Wednesday – Bleeds
Recensione del disco “Bleeds” (Dead Oceans, 2025) degli Wednesday. A cura di Joaldo N’kombo.
Gli Wednesday ci avevano lasciati nel 2023 con “Rat Saw God”, un album alt/country-rock pieno di distorsioni shoegaze e arrangiamenti interessanti, che, attraverso la versatile voce di Karly Hartzman, regalava senza ombra di dubbio una delle migliori esperienze musicali di quell’annata. Successivamente, nel 2024, è invece uscito l’ultimo album di Mark Jacob (detto Jake) Lenderman in arte MJ Lenderman, che, per chi non lo sapesse, ricopre il ruolo di chitarrista e di back vocals all’interno degli Wednesday. Il suo “Manning Fireworks” è stato un album molto acclamato, che ha proiettato il chitarrista all’interno dello stardom dell’indie rock contemporaneo tanto che Jake, con il successo della sua carriera da solista, ha fatto sapere che non andrà più in tour con gli Wednesday. D’altronde forse non è un azzardo dire che il progetto di Lenderman stia iniziando a diventare grande quanto la band di Karly Hartzman, tanto che, per un momento – faccio mea culpa -, al sottoscritto ha fatto quasi dimenticare l’esistenza degli Wednesday. Questo perché “Manning Fireworks” è stato effettivamente un album bellissimo, splendente, d’una luce radiante e accecante che, nonostante non sia intenzione di nessuno promuovere una competizione che non esiste, ha un po’ oscurato l’altra faccia della medaglia altrettanto luminosa. Fortunatamente ecco “Bleeds” (Dead Oceans), uscito questo settembre, a ricordare come questa moneta, composta da Wednesday e Lenderman, non abbia lati oscuri ma solo punti di luce.
La band, senza abbassare l’asticella, riprende da dove si era interrotta. Karly Hartzman e soci suonano 12 canzoni che nascono da vari spunti autobiografici e non: si parla di complicate relazioni sentimentali, di ricordi adolescenziali, di giovani promesse dello sport morte prematuramente, di donne misteriose che si rivelano ricercate per omicidio. C’è sicuramente una forte autorialità tipicamente americana nella scrittura della cantante, che rende questi brani delle narrazioni vivide, quasi cinematografiche, oscillanti tra il serio e il faceto.
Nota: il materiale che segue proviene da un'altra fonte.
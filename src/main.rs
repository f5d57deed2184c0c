//! # MCP Memory CLI (`mcpm`)
//!
//! ## Usage
//!
//! ```bash
//! mcpm --config ./config/mcpm.toml <command>
//! ```
//!
//! ## Commands
//!
//! | Command | Description |
//! |---------|-------------|
//! | `mcpm serve` | Start the HTTP ingestion and query service |
//! | `mcpm scan <PATH\|->` | Extract blocks from pages and send them |
//! | `mcpm resend` | Retry queued blocks that were not acknowledged |
//! | `mcpm pending` | List queued blocks that were not acknowledged |
//! | `mcpm search [QUERY]` | Search stored records |
//! | `mcpm get <id>` | Show one record |
//! | `mcpm delete <id>` | Delete one record |
//! | `mcpm clear` | Delete every record |
//! | `mcpm stats` | Summarize the store |
//! | `mcpm export` | Dump every record as JSON |
//! | `mcpm hash <TEXT>` | Print the content hash of a text |
//!
//! `get`, `delete`, `clear`, `stats`, `export`, `search` and `scan --local`
//! open the store file directly and must not run against a file that a
//! running `mcpm serve` owns.

use clap::{Parser, Subcommand};
use std::path::PathBuf;

use mcp_memory::pages::SourceOverrides;
use mcp_memory::{config, export, get, logging, scan, search, server, stats};
use mcp_memory_core::hash::content_hash;

/// MCP Memory: capture and search delimited memory blocks from AI chats.
#[derive(Parser)]
#[command(name = "mcpm", version)]
struct Cli {
    /// Path to configuration file (TOML). A missing file means defaults.
    #[arg(long, global = true, default_value = "./config/mcpm.toml")]
    config: PathBuf,

    /// Log filter, overriding RUST_LOG (e.g. `debug`, `mcp_memory=trace`).
    #[arg(long, global = true)]
    log_level: Option<String>,

    /// Disable ANSI colors in log output (also honored: `NO_COLOR`).
    #[arg(long, global = true)]
    no_color: bool,

    #[command(subcommand)]
    command: Commands,
}

#[derive(Subcommand)]
enum Commands {
    /// Start the HTTP service.
    Serve,

    /// Extract blocks from a file, a directory, or stdin (`-`) and send them.
    Scan {
        /// File, directory, or `-` for stdin.
        target: String,

        /// Source URL recorded with every block (defaults to `file://<path>`).
        #[arg(long)]
        url: Option<String>,

        /// Source title recorded with every block (defaults to the file name).
        #[arg(long)]
        title: Option<String>,

        /// Write into the local store file instead of the HTTP endpoint.
        #[arg(long)]
        local: bool,
    },

    /// Retry queued blocks that were not acknowledged.
    Resend {
        #[arg(long)]
        local: bool,
    },

    /// List queued blocks that were not acknowledged.
    Pending,

    /// Search stored records.
    Search {
        /// Case-insensitive text matched against content and tags.
        query: Option<String>,

        /// Comma-separated tags; records with any of them match.
        #[arg(long)]
        tags: Option<String>,

        /// Only records saved at or after this time (RFC 3339 or YYYY-MM-DD).
        #[arg(long)]
        since: Option<String>,

        #[arg(long)]
        limit: Option<usize>,
    },

    /// Show one record.
    Get { id: String },

    /// Delete one record.
    Delete { id: String },

    /// Delete every record.
    Clear,

    /// Summarize the store.
    Stats,

    /// Dump every record as a JSON array.
    Export {
        /// Write to this file instead of stdout.
        #[arg(long, short)]
        output: Option<PathBuf>,
    },

    /// Print the content hash of a text, as the agent computes it.
    Hash { text: String },
}

#[tokio::main]
async fn main() -> anyhow::Result<()> {
    let Cli {
        config: config_path,
        log_level,
        no_color,
        command,
    } = Cli::parse();

    let color = !no_color && std::env::var_os("NO_COLOR").is_none();
    logging::init_logging(log_level.as_deref(), color)?;

    // `hash` runs without a config file.
    let load = || config::load_config(&config_path);

    match command {
        Commands::Hash { text } => {
            println!("{}", content_hash(&text));
        }
        Commands::Serve => {
            server::run_server(&load()?).await?;
        }
        Commands::Scan {
            target,
            url,
            title,
            local,
        } => {
            scan::run_scan(&load()?, &target, SourceOverrides { url, title }, local).await?;
        }
        Commands::Resend { local } => {
            scan::run_resend(&load()?, local).await?;
        }
        Commands::Pending => {
            scan::run_pending(&load()?).await?;
        }
        Commands::Search {
            query,
            tags,
            since,
            limit,
        } => {
            search::run_search(&load()?, query, tags, since, limit).await?;
        }
        Commands::Get { id } => {
            get::run_get(&load()?, &id).await?;
        }
        Commands::Delete { id } => {
            get::run_delete(&load()?, &id).await?;
        }
        Commands::Clear => {
            get::run_clear(&load()?).await?;
        }
        Commands::Stats => {
            stats::run_stats(&load()?).await?;
        }
        Commands::Export { output } => {
            export::run_export(&load()?, output.as_deref()).await?;
        }
    }

    Ok(())
}
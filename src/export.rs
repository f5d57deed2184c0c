//! The `export` command: dump every record as a JSON array.
//!
//! The output uses the same camelCase record shape as the store file, so an
//! export can be dropped in as a store file elsewhere.

use anyhow::Result;
use std::path::Path;

use crate::config::Config;
use crate::memory_store::MemoryStore;

pub async fn run_export(config: &Config, output: Option<&Path>) -> Result<()> {
    let store = MemoryStore::open(config).await?;
    let records = store.all().await;
    let json = serde_json::to_string_pretty(&records)?;

    match output {
        Some(path) => {
            if let Some(parent) = path.parent() {
                std::fs::create_dir_all(parent)?;
            }
            std::fs::write(path, &json)?;
            eprintln!("Exported {} records to {}", records.len(), path.display());
        }
        None => {
            println!("{}", json);
        }
    }
    Ok(())
}
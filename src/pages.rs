//! Page text sources for the `scan` command.
//!
//! A scan target is a single file, a directory walked with the `[scan]`
//! include/exclude globs, or `-` for stdin. Each yields one [`Page`]: the
//! raw text plus the [`Source`] the agent attaches to its batch.

use anyhow::{bail, Context, Result};
use globset::{Glob, GlobSet, GlobSetBuilder};
use std::io::Read;
use std::path::Path;
use walkdir::WalkDir;

use mcp_memory_core::models::Source;

use crate::config::ScanConfig;

/// Text to scan and where it came from.
#[derive(Debug, Clone)]
pub struct Page {
    pub source: Source,
    pub text: String,
}

/// Overrides applied to every page's source.
#[derive(Debug, Clone, Default)]
pub struct SourceOverrides {
    pub url: Option<String>,
    pub title: Option<String>,
}

fn user_agent() -> String {
    format!("mcpm/{}", env!("CARGO_PKG_VERSION"))
}

/// Resolve `target` into pages.
pub fn collect_pages(scan: &ScanConfig, target: &str, overrides: &SourceOverrides) -> Result<Vec<Page>> {
    if target == "-" {
        let mut text = String::new();
        std::io::stdin()
            .read_to_string(&mut text)
            .context("Failed to read page text from stdin")?;
        let source = make_source(overrides, "stdin".to_string(), "stdin".to_string());
        return Ok(vec![Page { source, text }]);
    }

    let path = Path::new(target);
    if !path.exists() {
        bail!("Scan target does not exist: {}", path.display());
    }
    if path.is_file() {
        let text = std::fs::read_to_string(path)
            .with_context(|| format!("Failed to read {}", path.display()))?;
        return Ok(vec![file_page(path, text, overrides)]);
    }

    let include_set = build_globset(&scan.include_globs)?;
    let mut default_excludes = vec![
        "**/.git/**".to_string(),
        "**/target/**".to_string(),
        "**/node_modules/**".to_string(),
    ];
    default_excludes.extend(scan.exclude_globs.clone());
    let exclude_set = build_globset(&default_excludes)?;

    let mut pages = Vec::new();
    for entry in WalkDir::new(path).sort_by_file_name() {
        let entry = entry?;
        if !entry.file_type().is_file() {
            continue;
        }

        let file = entry.path();
        let relative = file.strip_prefix(path).unwrap_or(file);
        let rel_str = relative.to_string_lossy().to_string();
        if exclude_set.is_match(&rel_str) || !include_set.is_match(&rel_str) {
            continue;
        }

        match std::fs::read_to_string(file) {
            Ok(text) => pages.push(file_page(file, text, overrides)),
            Err(e) => tracing::warn!(path = %file.display(), error = %e, "skipping unreadable file"),
        }
    }

    Ok(pages)
}

fn file_page(path: &Path, text: String, overrides: &SourceOverrides) -> Page {
    let absolute = std::fs::canonicalize(path).unwrap_or_else(|_| path.to_path_buf());
    let title = path
        .file_name()
        .map(|n| n.to_string_lossy().to_string())
        .unwrap_or_default();
    let source = make_source(overrides, format!("file://{}", absolute.display()), title);
    Page { source, text }
}

fn make_source(overrides: &SourceOverrides, url: String, title: String) -> Source {
    Source::new(
        overrides.url.clone().unwrap_or(url),
        overrides.title.clone().unwrap_or(title),
    )
    .with_user_agent(user_agent())
}

fn build_globset(patterns: &[String]) -> Result<GlobSet> {
    let mut builder = GlobSetBuilder::new();
    for pattern in patterns {
        builder.add(Glob::new(pattern)?);
    }
    Ok(builder.build()?)
}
Vengono citati momenti in cui ci si sente fragili, senza speranze, mentre si vomita in un caotico moshpit a un concerto dei Death Grips (Pick Up That Knife) oppure le storie di particolari personaggi, come quella di un certo affittacamere con la dentiera (Gary’s II).
Il livello è alto anche sul piano delle melodie. Gli Wednesday riescono a proporre questo “alt-country-noise-shoegaze-rock” che riesce a scorrere fluidamente regalando la piacevolezza di perdersi in bei muri di suono, come nella opener Reality Tv Argument Bleeds, in ballate più soft (Elderberry Wine) o, al contrario, in derive più hardcore (Wasp). A ricamare il tutto c’è come sempre la grande voce di Karly Hartzman, una certezza su cui si poggia tutto l’impianto immaginifico dietro il progetto Wednesday. La frontwoman riesce a muoversi su più sfumature e generi, graffiando quando serve graffiare, urlando quando serve urlare e accarezzando quando serve accarezzare, mantenendo in ogni canzone non solo l’abilità di cantare, ma anche di narrare.
“Bleeds” ci ricorda quanto c’era bisogno oggi degli Wednesday, quanto c’era bisogno di una band che suonasse così dannatamente bene e che riuscisse a restituire un mosaico acceso di un paese tanto folle, disperato e vivo quanto quello americano. Il gruppo di Karly Hartzman è tornato ed è assolutamente da non perdere.